I would love to hear your thoughts - or anyone else's - about what you guys expect out of chat. In your minds, what does the ideal chat experience look like?  That's the experience we're trying to build. 

Comment by Alexander Lau on March 21, 2014 at 8:36am

Thanks Stephen, I think the concept behind having a live representative is a good one, however, I find most chat mechanisms to be intrusive. Not all of them, but some. I think it's smart to build the mechanism into the user interface, as to not disrupt the UX design. I HATE it when a great looking and user tested website incorporate a clunky JS-based chat pop-up or roll-over effect unit. That's really my point, in general.

Comment by Stephen Jackson on March 21, 2014 at 8:31am

Hey Alex,

Thanks for commenting! I did read your thoughts on J.D.'s original post and your insights were thoughtful and helpful. 

It sounds like you aren't a fan of the design philosophy of live chat. I agree with you - I also think it's a big problem. The idea (up to this point) has been to grab user attention by any means necessary. Chat providers use moving banners, obtrusive invitations, and flashing applets.
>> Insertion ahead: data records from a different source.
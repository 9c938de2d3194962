use sea_orm::entity::prelude::*;

#[derive(Clone, Debug, PartialEq, DeriveEntityModel)]
#[sea_orm(table_name = "users")]
pub struct Model {
    #[sea_orm(primary_key, auto_increment = false)]
    pub id: Uuid,
    #[sea_orm(unique)]
    pub email: String,
    pub name: String,
    pub phone: Option<String>,
    pub password_hash: String,
    pub role: String,
    pub created_at: DateTimeWithTimeZone,
}

#[derive(Copy, Clone, Debug, EnumIter, DeriveRelation)]
pub enum Relation {
    #[sea_orm(has_many = "super::addresses::Entity")]
    Addresses,
    #[sea_orm(has_many = "super::cart_items::Entity")]
    CartItems,
    #[sea_orm(has_many = "super::orders::Entity")]
    Orders,
    #[sea_orm(has_many = "super::reviews::Entity")]
    Reviews,
    #[sea_orm(has_many = "super::wishlist_items::Entity")]
    WishlistItems,
    #[sea_orm(has_many = "super::audit_logs::Entity")]
    AuditLogs,
}

impl Related<super::addresses::Entity> for Entity {
    fn to() -> RelationDef {
        Relation::Addresses.def()
    }
}

impl Related<super::cart_items::Entity> for Entity {
    fn to() -> RelationDef {
        Relation::CartItems.def()
    }
}

impl Related<super::orders::Entity> for Entity {
    fn to() -> RelationDef {
        Relation::Orders.def()
    }
}

impl Related<super::reviews::Entity> for Entity {
    fn to() -> RelationDef {
        Relation::Reviews.def()
    }
}

impl Related<super::wishlist_items::Entity> for Entity {
    fn to() -> RelationDef {
        Relation::WishlistItems.def()
    }
}

impl Related<super::audit_logs::Entity> for Entity {
    fn to() -> RelationDef {
        Relation::AuditLogs.def()
    }
}

impl ActiveModelBehavior for ActiveModel {}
But I think that chat is taking a new direction over the next few years.

I believe that the most successful chat provider won't be the one that stands out the most; it will be the one that blends in with the dealership website and enhances the experience for shoppers. It's a delicate balance between letting people know that you are there to help and getting in the way. We are working hard over here at ActivEngage to strike that balance.

Let me ask you: Do you think that there is a benefit to having live representatives on your site? If you could staff your home page with an online sales force - not robots, or receptionists overseas, but a real team devoted to meeting your customers and discovering their needs - would you do it? What would it take to make live chat successful, in your eyes?
 

Comment by Alexander Lau on March 21, 2014 at 7:11am

I completely disagree, they are annoying and bog down the user experience. I stated this on his post.